# Grand Californian Questions



## thebreards (Apr 8, 2013)

I am getting ready to set up an online search for The Villas at Disney's Grand Californian Hotel and Spa for a trip in 2014.  Since it is just my little family of four on this trip our dates are flexible- YEAH!  Typically there are lots of extended family involved we we go to Florida.

I have a couple of questions.  What has been the typical TPU of units there?  I have one deposit with a balance of 39, and would prefer to search using it since it expires first.  But if you guys think that isn't enough to pull the unit, I'll use my higher one which is 54.

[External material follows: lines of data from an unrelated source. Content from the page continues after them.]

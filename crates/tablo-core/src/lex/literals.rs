// Tablo - line-oriented tabular text format
//
// Copyright (c) 2025 The tablo project contributors.
//
// SPDX-License-Identifier: Apache-2.0
//
// Licensed under the Apache License, Version 2.0 (the "License");
// you may not use this file except in compliance with the License.
// You may obtain a copy of the License in the LICENSE file at the
// root of this repository or at: http://www.apache.org/licenses/LICENSE-2.0
//
// Unless required by applicable law or agreed to in writing, software
// distributed under the License is distributed on an "AS IS" BASIS,
// WITHOUT WARRANTIES OR CONDITIONS OF ANY KIND, either express or implied.
// See the License for the specific language governing permissions and
// limitations under the License.

//! Element literal matchers: strings, the numeric family, booleans, null.
//!
//! All numeric spellings produce [`Element::Number`] backed by `f64`;
//! integers and hex literals of any length fold with round-to-nearest, the
//! way the format defines them.

use memchr::memchr2;

use super::scan::{scan_grouped, skip_inline_ws};
use crate::combinator::{altern, Mismatch, ParseValue, Progress, RuleResult, Source};
use crate::value::Element;

fn element(src: &Source<'_>, end: usize, value: Element) -> RuleResult {
    Ok(Progress::new(
        skip_inline_ws(src.bytes(), end),
        ParseValue::Element(value),
    ))
}

/// Quoted string literal.
///
/// The body is any run of literal characters other than `"` and `\`, or one
/// of the escape pairs `\"`, `\n`, `\t`, `\f`, `\r`, `\b`, `\\`, and
/// `\u{H…H}` (1-8 hex digits naming a Unicode scalar value). Any other
/// escape, a non-scalar codepoint, or a missing closing quote rejects the
/// whole literal.
pub fn string(src: &Source<'_>, at: usize) -> RuleResult {
    let bytes = src.bytes();
    if bytes.get(at).copied() != Some(b'"') {
        return Err(Mismatch::new("string", at));
    }
    let mut pos = at + 1;
    let mut value = String::new();
    loop {
        let Some(step) = memchr2(b'"', b'\\', &bytes[pos..]) else {
            return Err(Mismatch::new("string", at));
        };
        value.push_str(&src.text[pos..pos + step]);
        pos += step;
        if bytes[pos] == b'"' {
            pos += 1;
            break;
        }
        // escape pair
        pos += 1;
        match bytes.get(pos).copied() {
            Some(b'"') => value.push('"'),
            Some(b'n') => value.push('\n'),
            Some(b't') => value.push('\t'),
            Some(b'f') => value.push('\u{0C}'),
            Some(b'r') => value.push('\r'),
            Some(b'b') => value.push('\u{08}'),
            Some(b'\\') => value.push('\\'),
            Some(b'u') => {
                pos += 1;
                if bytes.get(pos).copied() != Some(b'{') {
                    return Err(Mismatch::new("string", at));
                }
                pos += 1;
                let start = pos;
                while pos - start < 8 && bytes.get(pos).is_some_and(|b| b.is_ascii_hexdigit()) {
                    pos += 1;
                }
                if pos == start || bytes.get(pos).copied() != Some(b'}') {
                    return Err(Mismatch::new("string", at));
                }
                let code = u32::from_str_radix(&src.text[start..pos], 16)
                    .map_err(|_| Mismatch::new("string", at))?;
                let Some(c) = char::from_u32(code) else {
                    return Err(Mismatch::new("string", at));
                };
                value.push(c);
            }
            _ => return Err(Mismatch::new("string", at)),
        }
        pos += 1;
    }
    element(src, pos, Element::String(value))
}

fn scan_sign(bytes: &[u8], at: usize) -> usize {
    if matches!(bytes.get(at).copied(), Some(b'+' | b'-')) {
        at + 1
    } else {
        at
    }
}

/// End offset of a signed, underscore-grouped decimal digit run.
fn scan_int_text(bytes: &[u8], at: usize) -> Option<usize> {
    scan_grouped(bytes, scan_sign(bytes, at), |b| b.is_ascii_digit())
}

/// End offset of a float: optional sign, optional integer digits, mandatory
/// `.`, optional fraction digits, at least one digit overall.
fn scan_float_text(bytes: &[u8], at: usize) -> Option<usize> {
    let start = scan_sign(bytes, at);
    let int_end = scan_grouped(bytes, start, |b| b.is_ascii_digit()).unwrap_or(start);
    if bytes.get(int_end).copied() != Some(b'.') {
        return None;
    }
    let frac_start = int_end + 1;
    let frac_end = scan_grouped(bytes, frac_start, |b| b.is_ascii_digit()).unwrap_or(frac_start);
    if int_end == start && frac_end == frac_start {
        return None;
    }
    Some(frac_end)
}

fn fold_decimal(src: &Source<'_>, at: usize, end: usize, expected: &str) -> Result<f64, Mismatch> {
    let cleaned: String = src.text[at..end].chars().filter(|&c| c != '_').collect();
    cleaned
        .parse::<f64>()
        .map_err(|_| Mismatch::new(expected, at))
}

/// Integer literal: optional sign, underscore-grouped digits.
pub fn integer(src: &Source<'_>, at: usize) -> RuleResult {
    let Some(end) = scan_int_text(src.bytes(), at) else {
        return Err(Mismatch::new("integer", at));
    };
    let value = fold_decimal(src, at, end, "integer")?;
    element(src, end, Element::Number(value))
}

/// Float literal with a mandatory decimal point.
pub fn float(src: &Source<'_>, at: usize) -> RuleResult {
    let Some(end) = scan_float_text(src.bytes(), at) else {
        return Err(Mismatch::new("float", at));
    };
    let value = fold_decimal(src, at, end, "float")?;
    element(src, end, Element::Number(value))
}

/// Hexadecimal literal: optional sign, `0x`, underscore-grouped hex digits.
pub fn hexadecimal(src: &Source<'_>, at: usize) -> RuleResult {
    let bytes = src.bytes();
    let sign_end = scan_sign(bytes, at);
    if bytes.get(sign_end).copied() != Some(b'0') || bytes.get(sign_end + 1).copied() != Some(b'x')
    {
        return Err(Mismatch::new("hexadecimal", at));
    }
    let Some(end) = scan_grouped(bytes, sign_end + 2, |b| b.is_ascii_hexdigit()) else {
        return Err(Mismatch::new("hexadecimal", at));
    };
    let magnitude = src.text[sign_end + 2..end]
        .chars()
        .filter_map(|c| c.to_digit(16))
        .fold(0f64, |acc, digit| acc * 16.0 + f64::from(digit));
    let value = if bytes[at] == b'-' { -magnitude } else { magnitude };
    element(src, end, Element::Number(value))
}

/// Scientific notation: a float or integer mantissa, `e`/`E`, signed
/// underscore-grouped exponent.
pub fn scientific(src: &Source<'_>, at: usize) -> RuleResult {
    let bytes = src.bytes();
    let Some(mantissa_end) = scan_float_text(bytes, at).or_else(|| scan_int_text(bytes, at))
    else {
        return Err(Mismatch::new("scientific", at));
    };
    if !matches!(bytes.get(mantissa_end).copied(), Some(b'e' | b'E')) {
        return Err(Mismatch::new("scientific", at));
    }
    let exp_start = scan_sign(bytes, mantissa_end + 1);
    let Some(end) = scan_grouped(bytes, exp_start, |b| b.is_ascii_digit()) else {
        return Err(Mismatch::new("scientific", at));
    };
    let value = fold_decimal(src, at, end, "scientific")?;
    element(src, end, Element::Number(value))
}

/// The numeric family in match order: scientific, hexadecimal, float,
/// integer. The longer constructs go first so a prefix never steals the
/// match.
pub fn number(src: &Source<'_>, at: usize) -> RuleResult {
    altern(src, at, &[scientific, hexadecimal, float, integer])
}

/// Boolean literal `true` / `false`.
pub fn boolean(src: &Source<'_>, at: usize) -> RuleResult {
    let bytes = src.bytes();
    if bytes[at..].starts_with(b"true") {
        element(src, at + 4, Element::Boolean(true))
    } else if bytes[at..].starts_with(b"false") {
        element(src, at + 5, Element::Boolean(false))
    } else {
        Err(Mismatch::new("boolean", at))
    }
}

/// Null literal `-`.
pub fn null(src: &Source<'_>, at: usize) -> RuleResult {
    if src.bytes().get(at).copied() == Some(b'-') {
        element(src, at + 1, Element::Null)
    } else {
        Err(Mismatch::new("null", at))
    }
}
//! Core configuration.
//!
//! Injected by the host application; the library never reads files or
//! environment variables itself.

use std::time::Duration;

use serde::Deserialize;

use crate::domain::cart::Cents;

// Default values for core configuration
const DEFAULT_FREE_SHIPPING_THRESHOLD: Cents = 15_000;
const DEFAULT_FLAT_SHIPPING_FEE: Cents = 1_000;
const DEFAULT_TYPING_DELAY_MS: u64 = 1_200;
const DEFAULT_STALE_AFTER_MS: u64 = 30_000;

/// Tunables for the mutation/cache core.
#[derive(Debug, Clone, Deserialize)]
#[serde(default)]
pub struct CoreConfig {
    /// Subtotal (minor units) at or above which shipping is free.
    pub free_shipping_threshold: Cents,
    /// Flat shipping fee (minor units) below the free threshold.
    pub flat_shipping_fee: Cents,
    /// Cosmetic delay before the assistant reply is surfaced.
    pub typing_delay_ms: u64,
    /// Age after which a cached entry is considered passively stale.
    pub stale_after_ms: u64,
}

impl Default for CoreConfig {
    fn default() -> Self {
        Self {
            free_shipping_threshold: DEFAULT_FREE_SHIPPING_THRESHOLD,
            flat_shipping_fee: DEFAULT_FLAT_SHIPPING_FEE,
            typing_delay_ms: DEFAULT_TYPING_DELAY_MS,
            stale_after_ms: DEFAULT_STALE_AFTER_MS,
        }
    }
}

impl CoreConfig {
    /// Typing-affordance delay as a `Duration`.
    pub fn typing_delay(&self) -> Duration {
        Duration::from_millis(self.typing_delay_ms)
    }

    /// Passive staleness horizon as a `Duration`.
    pub fn stale_horizon(&self) -> Duration {
        Duration::from_millis(self.stale_after_ms)
    }
}

#[cfg(test)]
mod tests {
    use super::*;

    #[test]
    fn default_values() {
        let config = CoreConfig::default();
        assert_eq!(config.free_shipping_threshold, 15_000);
        assert_eq!(config.flat_shipping_fee, 1_000);
        assert_eq!(config.typing_delay_ms, 1_200);
        assert_eq!(config.stale_after_ms, 30_000);
    }

    #[test]
    fn duration_helpers() {
        let config = CoreConfig {
            typing_delay_ms: 500,
            stale_after_ms: 2_000,
            ..Default::default()
        };
        assert_eq!(config.typing_delay(), Duration::from_millis(500));
        assert_eq!(config.stale_horizon(), Duration::from_millis(2_000));
    }

    #[test]
    fn deserializes_partial_toml_shape() {
        let config: CoreConfig =
            serde_json::from_str(r#"{ "typing_delay_ms": 10 }"#).expect("partial config");
        assert_eq!(config.typing_delay_ms, 10);
        assert_eq!(config.free_shipping_threshold, 15_000);
    }
}
//! Domain layer types and invariants.

pub mod cart;
pub mod chat;
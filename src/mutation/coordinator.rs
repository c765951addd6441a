//! The mutation coordinator.
//!
//! Runs one [`MutationDescriptor`] through the optimistic lifecycle:
//!
//! - **Applying**: snapshot the current entry, write the optimistic value.
//! - **Committing**: await the remote call (the only suspension point).
//! - **Success**: write `reconcile(snapshot, result)`, mark dependents stale.
//! - **Failed**: restore the snapshot exactly, classify the error; a
//!   conflict additionally forces an immediate refetch of the key.
//! - **Settled**: always runs, via a drop guard, even if reconcile panics.
//!
//! Mutations on the same key are queued on a per-key lane and never
//! interleave; a later mutation's optimistic apply happens strictly after
//! the earlier one has fully settled. Distinct keys run independently.

use std::sync::Arc;
use std::sync::atomic::{AtomicU64, Ordering};
use std::time::Instant;

use dashmap::DashMap;
use metrics::{counter, histogram};
use tokio::sync::Mutex;
use tracing::{debug, info, warn};

use crate::cache::{QueryCache, QueryKey, QueryStatus};
use crate::remote::ServerResult;

use super::descriptor::MutationDescriptor;
use super::error::MutationError;

const METRIC_COMMIT_MS: &str = "bottega_mutation_commit_ms";
const METRIC_SUCCESS: &str = "bottega_mutation_success_total";
const METRIC_ROLLBACK: &str = "bottega_mutation_rollback_total";
const METRIC_SETTLED: &str = "bottega_mutation_settled_total";

/// Lifecycle phase of a single mutation instance, for observability.
#[derive(Debug, Clone, Copy, PartialEq, Eq)]
pub enum MutationPhase {
    Applying,
    Committing,
    Success,
    Failed,
    Settled,
}

/// Orchestrates optimistic writes against the query cache.
pub struct MutationCoordinator {
    cache: Arc<QueryCache>,
    /// One fair FIFO lane per key; same-key mutations queue here in
    /// submission order.
    lanes: DashMap<QueryKey, Arc<Mutex<()>>>,
    epoch: AtomicU64,
}

/// Guaranteed settlement: re-marks the dependent keys stale and logs the
/// terminal phase when dropped, on every exit path.
struct SettleGuard {
    cache: Arc<QueryCache>,
    keys: Vec<QueryKey>,
    epoch: u64,
}

impl Drop for SettleGuard {
    fn drop(&mut self) {
        for key in &self.keys {
            self.cache.mark_stale(key);
        }
        counter!(METRIC_SETTLED).increment(1);
        debug!(
            epoch = self.epoch,
            phase = ?MutationPhase::Settled,
            invalidated = self.keys.len(),
            "Mutation settled"
        );
    }
}

impl MutationCoordinator {
    pub fn new(cache: Arc<QueryCache>) -> Self {
        Self {
            cache,
            lanes: DashMap::new(),
            epoch: AtomicU64::new(0),
        }
    }

    pub fn cache(&self) -> &Arc<QueryCache> {
        &self.cache
    }

    /// Run a mutation to completion and return the server result.
    ///
    /// Atomic from the caller's perspective: the cache only ever exposes
    /// the snapshot value, the optimistic value, or the reconciled value.
    pub async fn run(&self, descriptor: MutationDescriptor) -> Result<ServerResult, MutationError> {
        let MutationDescriptor {
            target_key,
            optimistic,
            commit,
            reconcile,
            invalidates,
        } = descriptor;

        let epoch = self.epoch.fetch_add(1, Ordering::SeqCst);

        let lane = self
            .lanes
            .entry(target_key.clone())
            .or_insert_with(|| Arc::new(Mutex::new(())))
            .clone();
        // Held for the whole lifecycle; the next queued mutation on this
        // key cannot snapshot until settlement has run (guard drops first).
        let _serial = lane.lock().await;

        let snapshot = self.cache.read(&target_key);
        let _settle = SettleGuard {
            cache: Arc::clone(&self.cache),
            keys: invalidates.clone(),
            epoch,
        };

        debug!(
            epoch,
            key = %target_key.label(),
            phase = ?MutationPhase::Applying,
            had_snapshot = snapshot.is_some(),
            "Optimistic value applied"
        );
        self.cache
            .write(&target_key, Some(optimistic), QueryStatus::Success);

        debug!(
            epoch,
            key = %target_key.label(),
            phase = ?MutationPhase::Committing,
            "Commit in flight"
        );
        let commit_started = Instant::now();
        let outcome = commit().await;
        histogram!(METRIC_COMMIT_MS).record(commit_started.elapsed().as_secs_f64() * 1_000.0);

        match outcome {
            Ok(result) => {
                let prior = snapshot.as_ref().and_then(|entry| entry.value.clone());
                let authoritative = reconcile(prior, result.clone());
                self.cache
                    .write(&target_key, Some(authoritative), QueryStatus::Success);
                for key in &invalidates {
                    self.cache.mark_stale(key);
                }
                counter!(METRIC_SUCCESS).increment(1);
                info!(
                    epoch,
                    key = %target_key.label(),
                    phase = ?MutationPhase::Success,
                    "Mutation committed"
                );
                Ok(result)
            }
            Err(remote) => {
                // Restore the exact snapshot, never a re-derived value.
                self.cache.restore(&target_key, snapshot);
                let error = MutationError::from(remote);
                if error.is_conflict() {
                    self.cache.force_refetch(&target_key);
                }
                counter!(METRIC_ROLLBACK, "kind" => error.kind_label()).increment(1);
                warn!(
                    epoch,
                    key = %target_key.label(),
                    phase = ?MutationPhase::Failed,
                    error = %error,
                    "Mutation rolled back"
                );
                Err(error)
            }
        }
    }
}
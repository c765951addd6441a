//! The optimistic mutation engine.
//!
//! A mutation is described once ([`MutationDescriptor`]), then run by the
//! [`MutationCoordinator`] through a fixed lifecycle: snapshot, optimistic
//! apply, commit, reconcile or rollback, and a settlement step that always
//! runs. Mutations targeting the same key are serialized; distinct keys
//! proceed independently.

mod coordinator;
mod descriptor;
mod error;

pub use coordinator::{MutationCoordinator, MutationPhase};
pub use descriptor::{CommitFn, MutationDescriptor, ReconcileFn};
pub use error::MutationError;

Also, I would prefer a two bedroom so the kids can have their own space.  Are these prevelent?  If not I would take a one bedroom and hope they will sleep on the sofa bed.

Thanks for the input!


----------



## e46m3 (Apr 9, 2013)

Are you a DVC member?  If not, this is a near impossible exchange. There are only 50 dedicated rooms for timeshare. Even DVC members who don't have VGC as their home resort have a hard time getting rooms there.


----------



## PearlCity (Apr 9, 2013)

If you're a family of four then take as small as a studio as like the other poster said its a difficult exchange.


----------



## rhonda (Apr 9, 2013)

I'm guessing, based on very informal observations of this website's "Sightings" board, that there have been fewer than ~5 deposits from VGC to RCI in the past 12 months.  It is not something you can expect to secure, even with an open search in place.


----------



## oceanvps (Apr 9, 2013)

I have an exchange request in for the same thing but am limited to avoiding summer there  I'll let you know if I ever get it - I'm using Worldmark request first ongoing search.  

I kind of look at it like if it happens it will be a miracle


----------



## MichaelColey (Apr 10, 2013)

My guess is that a very wide date range in 2014 (would you be including the entire year?) MIGHT get an exchange, but that using the larger deposit with a later expiration (and including dates in 2015) would be MUCH better.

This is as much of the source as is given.